To establish the diagnosis and rule out other disease etiologies, sera were collected and all suspected cases of toxoplasmosis were tested. One hundred and eighteen sera samples were collected from patients in Anhui and Guangdong from August 2010 to September 2011. Diagnosis of toxoplasmosis was based on clinical and laboratory tests. The laboratory methodologies included: (i) serological tests of specific anti-Toxoplasma IgG and IgM antibodies by the indirect and capture ELISA; (ii) detection of Toxoplasma circulating antigen (CAg) by the double antibody sandwich ELISA; and (iii) conventional PCR targeting at the highly conserved 529 bp repeat element in the genome of T. gondii [41]. The ELISA was performed using a commercial test kit (ACON, China) to determine T. gondii antibodies and CAg according to the manufacturer’s instructions. The reaction cut-off was calculated as the mean optical density (OD) for negative control sera plus three standard deviations. The positive and negative control sera were included in each plate and were obtained from the kit. The reading was performed using a microplate reader (Bio-Tek, USA) set at a level of absorbance of 450 nm. All samples were run in triplicate. The results were considered positive when OD450 index was equal or higher than the cut-off value in ELISA. Blood samples from sera positive human patients were bioassayed in mice for viable parasite isolation and extraction of DNA for molecular typing.

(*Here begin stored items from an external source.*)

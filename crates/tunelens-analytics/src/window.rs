// SPDX-License-Identifier: GPL-3.0-or-later
use chrono::{DateTime, Duration, Months, TimeZone, Utc};
use tunelens_domain::{TimeDimension, TimeWindow};

/// Year the all-time window starts at, regardless of `now`.
pub const ALL_TIME_EPOCH_YEAR: i32 = 2006;

pub fn all_time_start() -> DateTime<Utc> {
    Utc.with_ymd_and_hms(ALL_TIME_EPOCH_YEAR, 1, 1, 0, 0, 0)
        .single()
        .unwrap_or(DateTime::<Utc>::MIN_UTC)
}

/// Resolve a dimension to the window ending at `now`.
///
/// Month-based dimensions subtract from the month field, so one month before
/// March 31st is the last day of February, not March 1st/2nd. No clamping or
/// timezone normalization is applied to `now`.
pub fn resolve_window(dimension: TimeDimension, now: DateTime<Utc>) -> TimeWindow {
    let start = match dimension {
        TimeDimension::Week => now.checked_sub_signed(Duration::days(7)),
        TimeDimension::Month => now.checked_sub_months(Months::new(1)),
        TimeDimension::ThreeMonths => now.checked_sub_months(Months::new(3)),
        TimeDimension::SixMonths => now.checked_sub_months(Months::new(6)),
        TimeDimension::Year => now.checked_sub_months(Months::new(12)),
        TimeDimension::AllTime => Some(all_time_start()),
    }
    // Only reachable for instants near the representable minimum.
    .unwrap_or_else(all_time_start);

    TimeWindow::new(start, now)
}

pub fn resolve_window_now(dimension: TimeDimension) -> TimeWindow {
    resolve_window(dimension, Utc::now())
}
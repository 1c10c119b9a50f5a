//! Wire and domain records shared by the review engine and the gateway
//!
//! Field names follow the review service's camelCase JSON.

use chrono::{Datelike, Duration, NaiveDate, NaiveDateTime};
use serde::{Deserialize, Serialize};
use std::path::PathBuf;
use std::str::FromStr;

use crate::error::Error;

/// Processing status of an uploaded sermon
#[derive(Debug, Clone, Copy, PartialEq, Eq, Serialize, Deserialize)]
#[serde(rename_all = "lowercase")]
pub enum SermonStatus {
    Uploaded,
    Processing,
    Ready,
    Error,
}

impl std::fmt::Display for SermonStatus {
    fn fmt(&self, f: &mut std::fmt::Formatter<'_>) -> std::fmt::Result {
        match self {
            SermonStatus::Uploaded => write!(f, "uploaded"),
            SermonStatus::Processing => write!(f, "processing"),
            SermonStatus::Ready => write!(f, "ready"),
            SermonStatus::Error => write!(f, "error"),
        }
    }
}

impl FromStr for SermonStatus {
    type Err = Error;

    fn from_str(s: &str) -> Result<Self, Self::Err> {
        match s.to_lowercase().as_str() {
            "uploaded" => Ok(SermonStatus::Uploaded),
            "processing" => Ok(SermonStatus::Processing),
            "ready" => Ok(SermonStatus::Ready),
            "error" => Ok(SermonStatus::Error),
            _ => Err(Error::Config(format!("Unknown sermon status: {}", s))),
        }
    }
}

/// An uploaded sermon presentation
#[derive(Debug, Clone, PartialEq, Serialize, Deserialize)]
#[serde(rename_all = "camelCase")]
pub struct Sermon {
    pub id: String,
    pub sermon_name: String,
    #[serde(default)]
    pub series_name: Option<String>,
    #[serde(default)]
    pub week_or_date: Option<String>,
    #[serde(default)]
    pub pastor_name: Option<String>,
    pub status: SermonStatus,
    #[serde(default)]
    pub file_path: Option<String>,
    #[serde(default)]
    pub original_filename: Option<String>,
    /// Service wall-clock time; the service may omit the offset
    #[serde(default, with = "timestamp")]
    pub created_at: Option<NaiveDateTime>,
}

/// ISO-8601 timestamps with or without a UTC offset.
///
/// Offset timestamps keep their wall-clock time; the offset is dropped.
mod timestamp {
    use chrono::{DateTime, NaiveDateTime};
    use serde::{de, Deserialize, Deserializer, Serializer};

    const NAIVE_FORMAT: &str = "%Y-%m-%dT%H:%M:%S%.f";

    pub fn serialize<S>(value: &Option<NaiveDateTime>, serializer: S) -> Result<S::Ok, S::Error>
    where
        S: Serializer,
    {
        match value {
            Some(dt) => serializer.serialize_str(&dt.format(NAIVE_FORMAT).to_string()),
            None => serializer.serialize_none(),
        }
    }

    pub fn deserialize<'de, D>(deserializer: D) -> Result<Option<NaiveDateTime>, D::Error>
    where
        D: Deserializer<'de>,
    {
        let Some(raw) = Option::<String>::deserialize(deserializer)? else {
            return Ok(None);
        };
        if let Ok(dt) = DateTime::parse_from_rfc3339(&raw) {
            return Ok(Some(dt.naive_local()));
        }
        NaiveDateTime::parse_from_str(&raw, NAIVE_FORMAT)
            .map(Some)
            .map_err(|e| de::Error::custom(format!("invalid timestamp '{}': {}", raw, e)))
    }
}

impl Sermon {
    pub fn created_date(&self) -> Option<NaiveDate> {
        self.created_at.map(|dt| dt.date())
    }

    /// Date label for listings: the week/date label, else the creation date
    pub fn display_date(&self) -> String {
        match self.week_or_date.as_deref() {
            Some(label) if !label.is_empty() => label.to_string(),
            _ => self
                .created_date()
                .map(|d| d.format("%Y-%m-%d").to_string())
                .unwrap_or_else(|| "-".to_string()),
        }
    }
}

/// One page of a sermon's presentation with its extracted text
#[derive(Debug, Clone, PartialEq, Eq, Serialize, Deserialize)]
#[serde(rename_all = "camelCase")]
pub struct Slide {
    pub slide_id: String,
    pub slide_number: u32,
    #[serde(default)]
    pub original_text: String,
}

/// One proposed textual edit produced by analysis
#[derive(Debug, Clone, PartialEq, Serialize, Deserialize)]
#[serde(rename_all = "camelCase")]
pub struct Suggestion {
    pub id: String,
    pub category: String,
    pub original: String,
    pub proposed: String,
    #[serde(default)]
    pub explanation: Option<String>,
    #[serde(default)]
    pub confidence: Option<f64>,
}

impl Suggestion {
    /// Confidence as a whole percentage, or `-` when absent
    pub fn confidence_label(&self) -> String {
        match self.confidence {
            Some(c) => format!("{:.0}%", c * 100.0),
            None => "-".to_string(),
        }
    }
}

/// A reviewer's verdict on a suggestion
#[derive(Debug, Clone, Copy, PartialEq, Eq, Serialize, Deserialize)]
#[serde(rename_all = "lowercase")]
pub enum DecisionKind {
    Accepted,
    Rejected,
    Edited,
}

impl std::fmt::Display for DecisionKind {
    fn fmt(&self, f: &mut std::fmt::Formatter<'_>) -> std::fmt::Result {
        match self {
            DecisionKind::Accepted => write!(f, "accepted"),
            DecisionKind::Rejected => write!(f, "rejected"),
            DecisionKind::Edited => write!(f, "edited"),
        }
    }
}

/// A persisted decision entry, as exchanged with the service
#[derive(Debug, Clone, PartialEq, Eq, Serialize, Deserialize)]
#[serde(rename_all = "camelCase")]
pub struct DecisionEntry {
    pub suggestion_id: String,
    pub decision: DecisionKind,
    /// Always serialized; `null` means "no edit text"
    #[serde(default)]
    pub final_text: Option<String>,
}

/// Analysis result for a single slide
#[derive(Debug, Clone, PartialEq, Serialize, Deserialize)]
#[serde(rename_all = "camelCase")]
pub struct SlideAnalysis {
    pub slide_id: String,
    pub slide_number: u32,
    #[serde(default)]
    pub original_text: String,
    #[serde(default)]
    pub suggestions: Vec<Suggestion>,
}

/// All analysis results recorded for a sermon
#[derive(Debug, Clone, Default, PartialEq, Serialize, Deserialize)]
#[serde(rename_all = "camelCase")]
pub struct AnalysisDocument {
    #[serde(default)]
    pub sermon_id: String,
    #[serde(default)]
    pub created_at: Option<String>,
    #[serde(default)]
    pub slides: Vec<SlideAnalysis>,
}

/// Persisted decisions for a single slide
#[derive(Debug, Clone, PartialEq, Eq, Serialize, Deserialize)]
#[serde(rename_all = "camelCase")]
pub struct SlideDecisions {
    pub slide_id: String,
    pub slide_number: u32,
    #[serde(default)]
    pub decisions: Vec<DecisionEntry>,
}

/// All persisted decisions for a sermon
#[derive(Debug, Clone, Default, PartialEq, Eq, Serialize, Deserialize)]
#[serde(rename_all = "camelCase")]
pub struct DecisionsDocument {
    #[serde(default)]
    pub sermon_id: String,
    #[serde(default)]
    pub updated_at: Option<String>,
    #[serde(default)]
    pub slides: Vec<SlideDecisions>,
}

/// Body of a save-decisions request; replaces the slide's stored decisions
#[derive(Debug, Clone, Default, PartialEq, Eq, Serialize, Deserialize)]
pub struct SaveDecisionsPayload {
    pub decisions: Vec<DecisionEntry>,
}

/// Acknowledgement from output generation
#[derive(Debug, Clone, PartialEq, Eq, Serialize, Deserialize)]
pub struct GenerateReceipt {
    pub status: String,
}

/// Form fields for uploading a new sermon
#[derive(Debug, Clone)]
pub struct SermonUpload {
    pub sermon_name: String,
    pub series_name: Option<String>,
    pub week_or_date: Option<String>,
    pub pastor_name: Option<String>,
    pub file: PathBuf,
}

impl SermonUpload {
    /// Reject anything other than a `.pptx` presentation
    pub fn validate(&self) -> crate::error::Result<()> {
        if self.sermon_name.trim().is_empty() {
            return Err(Error::Config("Sermon name is required".to_string()));
        }
        let is_pptx = self
            .file
            .extension()
            .and_then(|e| e.to_str())
            .map(|e| e.eq_ignore_ascii_case("pptx"))
            .unwrap_or(false);
        if !is_pptx {
            return Err(Error::UnsupportedFile(format!(
                "{} (only .pptx files are supported)",
                self.file.display()
            )));
        }
        Ok(())
    }
}

/// The first Sunday strictly after `today`
pub fn next_sunday(today: NaiveDate) -> NaiveDate {
    let from_sunday = today.weekday().num_days_from_sunday() as i64;
    let days = if from_sunday == 0 { 7 } else { 7 - from_sunday };
    today + Duration::days(days)
}

/// Case-insensitive substring filters over the sermon listing; status matches exactly
#[derive(Debug, Clone, Default)]
pub struct SermonFilter {
    pub name: Option<String>,
    pub series: Option<String>,
    pub date: Option<String>,
    pub presenter: Option<String>,
    pub status: Option<SermonStatus>,
}

impl SermonFilter {
    pub fn matches(&self, sermon: &Sermon) -> bool {
        fn field_matches(filter: &Option<String>, value: Option<&str>) -> bool {
            match filter.as_deref().map(str::trim) {
                None | Some("") => true,
                Some(needle) => value
                    .unwrap_or("")
                    .to_lowercase()
                    .contains(&needle.to_lowercase()),
            }
        }

        field_matches(&self.name, Some(&sermon.sermon_name))
            && field_matches(&self.series, sermon.series_name.as_deref())
            && field_matches(&self.date, sermon.week_or_date.as_deref())
            && field_matches(&self.presenter, sermon.pastor_name.as_deref())
            && self.status.map_or(true, |status| sermon.status == status)
    }

    pub fn apply<'a>(&self, sermons: &'a [Sermon]) -> Vec<&'a Sermon> {
        sermons.iter().filter(|s| self.matches(s)).collect()
    }
}
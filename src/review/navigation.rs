//! Slide selection over a review session
//!
//! Out-of-range requests are ignored rather than reported; callers are
//! expected to disable the corresponding controls at the bounds.

use super::aggregate::SlideAggregate;
use super::session::ReviewSession;

pub struct Navigator<'a> {
    session: &'a mut ReviewSession,
}

impl<'a> Navigator<'a> {
    pub fn new(session: &'a mut ReviewSession) -> Self {
        Self { session }
    }

    /// Select slide `number` if `1 <= number <= slide count`.
    ///
    /// Returns whether the selection is now `number`.
    pub fn select_slide(&mut self, number: u32) -> bool {
        let count = self.session.slide_count() as u32;
        if number < 1 || number > count {
            return false;
        }
        self.session.set_selected(number);
        true
    }

    /// Move to the following slide; no-op on the last one
    pub fn next(&mut self) -> bool {
        match self.session.selected_number() {
            Some(n) if self.has_next() => self.select_slide(n + 1),
            _ => false,
        }
    }

    /// Move to the preceding slide; no-op on the first one
    pub fn previous(&mut self) -> bool {
        match self.session.selected_number() {
            Some(n) if self.has_previous() => self.select_slide(n - 1),
            _ => false,
        }
    }

    pub fn has_next(&self) -> bool {
        self.session
            .selected_number()
            .map(|n| (n as usize) < self.session.slide_count())
            .unwrap_or(false)
    }

    pub fn has_previous(&self) -> bool {
        self.session.selected_number().map(|n| n > 1).unwrap_or(false)
    }

    pub fn current(&self) -> Option<SlideAggregate<'_>> {
        self.session.current()
    }

    pub fn counter_label(&self) -> String {
        self.session.counter_label()
    }
}
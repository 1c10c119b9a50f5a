//! Per-suggestion decision lifecycle
//!
//! A decision starts undecided and moves to accepted, rejected or edited.
//! Decided states move freely between each other but never back to
//! undecided. Typing replacement text is only possible while edited.

use crate::error::{Error, Result};
use crate::models::{DecisionEntry, DecisionKind};

/// Reviewer verdict held in memory for one suggestion
#[derive(Debug, Clone, Default, PartialEq, Eq)]
pub struct Decision {
    /// `None` means no decision yet; such records are never persisted
    pub decision: Option<DecisionKind>,
    /// Replacement text, only meaningful while `decision` is `Edited`
    pub final_text: String,
}

/// A reviewer action on a suggestion
#[derive(Debug, Clone, PartialEq, Eq)]
pub enum DecisionAction {
    Accept,
    Reject,
    /// Enter (or stay in) the edited state, optionally with text
    Edit(Option<String>),
    /// Overwrite the replacement text of an edited suggestion
    SetText(String),
}

impl Decision {
    pub fn is_decided(&self) -> bool {
        self.decision.is_some()
    }

    /// Apply a reviewer action.
    ///
    /// `proposed` is the suggestion's proposed text, used as the default
    /// replacement when entering the edited state without explicit text.
    pub fn apply(&mut self, action: DecisionAction, suggestion_id: &str, proposed: &str) -> Result<()> {
        match action {
            DecisionAction::Accept => {
                self.decision = Some(DecisionKind::Accepted);
                self.final_text.clear();
            }
            DecisionAction::Reject => {
                self.decision = Some(DecisionKind::Rejected);
                self.final_text.clear();
            }
            DecisionAction::Edit(Some(text)) => {
                self.decision = Some(DecisionKind::Edited);
                self.final_text = text;
            }
            DecisionAction::Edit(None) => {
                // Re-entering edit keeps whatever the reviewer already typed
                if self.decision != Some(DecisionKind::Edited) {
                    self.decision = Some(DecisionKind::Edited);
                    self.final_text = proposed.to_string();
                }
            }
            DecisionAction::SetText(text) => {
                if self.decision != Some(DecisionKind::Edited) {
                    return Err(Error::NotEditing(suggestion_id.to_string()));
                }
                self.final_text = text;
            }
        }
        Ok(())
    }

    /// Wire entry for this decision, or `None` while undecided.
    ///
    /// Text is only sent for edited decisions; empty text is sent as null.
    pub fn to_entry(&self, suggestion_id: &str) -> Option<DecisionEntry> {
        let decision = self.decision?;
        let final_text = match decision {
            DecisionKind::Edited if !self.final_text.is_empty() => Some(self.final_text.clone()),
            _ => None,
        };
        Some(DecisionEntry {
            suggestion_id: suggestion_id.to_string(),
            decision,
            final_text,
        })
    }

    pub fn from_entry(entry: &DecisionEntry) -> Self {
        Self {
            decision: Some(entry.decision),
            final_text: entry.final_text.clone().unwrap_or_default(),
        }
    }

    /// Short label used when rendering a suggestion
    pub fn label(&self) -> String {
        match self.decision {
            None => "undecided".to_string(),
            Some(DecisionKind::Edited) => format!("edited → \"{}\"", self.final_text),
            Some(kind) => kind.to_string(),
        }
    }
}

#[cfg(test)]
mod tests {
    use super::*;

    #[test]
    fn test_undecided_is_not_transmitted() {
        let decision = Decision::default();
        assert!(!decision.is_decided());
        assert_eq!(decision.to_entry("s1"), None);
    }

    #[test]
    fn test_edit_defaults_to_proposed() {
        let mut decision = Decision::default();
        decision
            .apply(DecisionAction::Edit(None), "s1", "Fixed text")
            .unwrap();
        assert_eq!(decision.decision, Some(DecisionKind::Edited));
        assert_eq!(decision.final_text, "Fixed text");
    }

    #[test]
    fn test_set_text_stays_edited() {
        let mut decision = Decision::default();
        decision.apply(DecisionAction::Edit(None), "s1", "Fixed").unwrap();
        decision
            .apply(DecisionAction::SetText("Fixed!".into()), "s1", "Fixed")
            .unwrap();
        assert_eq!(decision.decision, Some(DecisionKind::Edited));
        assert_eq!(decision.final_text, "Fixed!");

        // Re-entering edit does not discard typed text
        decision.apply(DecisionAction::Edit(None), "s1", "Fixed").unwrap();
        assert_eq!(decision.final_text, "Fixed!");
    }

    #[test]
    fn test_set_text_requires_edited() {
        let mut decision = Decision::default();
        let err = decision
            .apply(DecisionAction::SetText("x".into()), "s1", "p")
            .unwrap_err();
        assert!(matches!(err, Error::NotEditing(id) if id == "s1"));
        assert!(!decision.is_decided());

        decision.apply(DecisionAction::Accept, "s1", "p").unwrap();
        assert!(decision
            .apply(DecisionAction::SetText("x".into()), "s1", "p")
            .is_err());
        assert_eq!(decision.decision, Some(DecisionKind::Accepted));
    }

    #[test]
    fn test_decided_states_interchange() {
        let mut decision = Decision::default();
        decision.apply(DecisionAction::Edit(Some("X".into())), "s1", "p").unwrap();
        decision.apply(DecisionAction::Reject, "s1", "p").unwrap();
        assert_eq!(decision.decision, Some(DecisionKind::Rejected));
        assert!(decision.final_text.is_empty());
        decision.apply(DecisionAction::Accept, "s1", "p").unwrap();
        assert_eq!(decision.decision, Some(DecisionKind::Accepted));
    }

    #[test]
    fn test_to_entry_text_rules() {
        let mut decision = Decision::default();
        decision.apply(DecisionAction::Edit(Some("X".into())), "s1", "p").unwrap();
        assert_eq!(
            decision.to_entry("s1").unwrap().final_text,
            Some("X".to_string())
        );

        decision.apply(DecisionAction::SetText(String::new()), "s1", "p").unwrap();
        assert_eq!(decision.to_entry("s1").unwrap().final_text, None);

        decision.apply(DecisionAction::Accept, "s1", "p").unwrap();
        assert_eq!(decision.to_entry("s1").unwrap().final_text, None);
    }

    #[test]
    fn test_from_entry_null_text_is_empty() {
        let entry = DecisionEntry {
            suggestion_id: "s1".into(),
            decision: DecisionKind::Rejected,
            final_text: None,
        };
        let decision = Decision::from_entry(&entry);
        assert_eq!(decision.decision, Some(DecisionKind::Rejected));
        assert_eq!(decision.final_text, "");
    }
}
//! CLI commands implementation

pub mod generate;
pub mod init;
pub mod review;
pub mod sermons;
pub mod status;

pub use generate::*;
pub use init::*;
pub use review::*;
pub use sermons::*;
pub use status::*;
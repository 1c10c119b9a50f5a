//! State-change notification for the review session
//!
//! Every mutation bumps a revision and publishes it on a watch channel.
//! Observers re-read whatever they display from the session when the
//! revision changes; the session never calls into presentation code.

use tokio::sync::watch;

/// What kind of mutation produced a revision
#[derive(Debug, Clone, Copy, PartialEq, Eq)]
pub enum ChangeKind {
    Reset,
    Loaded,
    Analysis,
    Decision,
    Selection,
    Saved,
}

#[derive(Debug, Clone, Copy, PartialEq, Eq)]
pub struct StateChange {
    pub revision: u64,
    pub kind: ChangeKind,
}

pub struct ChangeNotifier {
    tx: watch::Sender<StateChange>,
    revision: u64,
}

impl ChangeNotifier {
    pub fn new() -> Self {
        let (tx, _rx) = watch::channel(StateChange {
            revision: 0,
            kind: ChangeKind::Reset,
        });
        Self { tx, revision: 0 }
    }

    pub fn notify(&mut self, kind: ChangeKind) {
        self.revision += 1;
        // send_replace succeeds with or without live receivers
        self.tx.send_replace(StateChange {
            revision: self.revision,
            kind,
        });
    }

    pub fn subscribe(&self) -> watch::Receiver<StateChange> {
        self.tx.subscribe()
    }

    pub fn revision(&self) -> u64 {
        self.revision
    }
}

impl Default for ChangeNotifier {
    fn default() -> Self {
        Self::new()
    }
}

impl std::fmt::Debug for ChangeNotifier {
    fn fmt(&self, f: &mut std::fmt::Formatter<'_>) -> std::fmt::Result {
        f.debug_struct("ChangeNotifier")
            .field("revision", &self.revision)
            .finish()
    }
}

#[cfg(test)]
mod tests {
    use super::*;

    #[test]
    fn test_subscribers_see_latest_change() {
        let mut notifier = ChangeNotifier::new();
        let mut rx = notifier.subscribe();
        assert!(!rx.has_changed().unwrap());

        notifier.notify(ChangeKind::Loaded);
        notifier.notify(ChangeKind::Selection);

        assert!(rx.has_changed().unwrap());
        let change = *rx.borrow_and_update();
        assert_eq!(change.revision, 2);
        assert_eq!(change.kind, ChangeKind::Selection);
        assert!(!rx.has_changed().unwrap());
    }

    #[test]
    fn test_notify_without_subscribers() {
        let mut notifier = ChangeNotifier::new();
        notifier.notify(ChangeKind::Decision);
        assert_eq!(notifier.revision(), 1);
    }
}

Animal Samples and Bioassay in Mice

A total of 105 stray cats were collected from Hubei (31), Shandong (24) and Jiangsu (50) Provinces, respectively. All cats were anesthetized before being sacrificed.

Brain and heart samples of all cats were bioassayed in 5-week-old Swiss Webster (SW) mice (specific pathogen free, SPF), obtained from the Anhui Laboratory Animal center, for T. gondii examination and isolation, as previously described [42]. Briefly, 100 grams of samples of tissue (brain and heart) from each animal were homogenized in 250 ml of 0.9% (W/V) saline containing antibiotics (penicillin 1000 U/ml, streptomycin 100 µg/ml), mixed with identical volume of pepsin solution and the mixture was incubated in a shaking water bath for 1 h at 37°C. The suspension was then filtered, centrifuged, neutralized and mixed with antibiotics, and the homogenate with 1 ml from each cat was inoculated intraperitoneally into each of five mice. Inoculated mice were kept in a room with controlled photoperiod and temperature, and fed with water and commercial mice pellets. Peritoneal exudates were examined from mice for viable T. gondii tachyzoites as soon as obvious clinical manifestations (weight loss, ruffled fur, hunched posture and lethargy) were observed, and survivors were sacrificed under anesthesia on day 45 post inoculation and the brains squashes were examined microscopically for tissue cysts [1]. The viable tachyzoites or cysts from infected mice were cryopreserved in liquid nitrogen [43] and used for purification of T. gondii genomic DNA for multilocus genotyping studies. Mice were considered infected with T. gondii when tachyzoites or cysts were demonstrable in their tissues.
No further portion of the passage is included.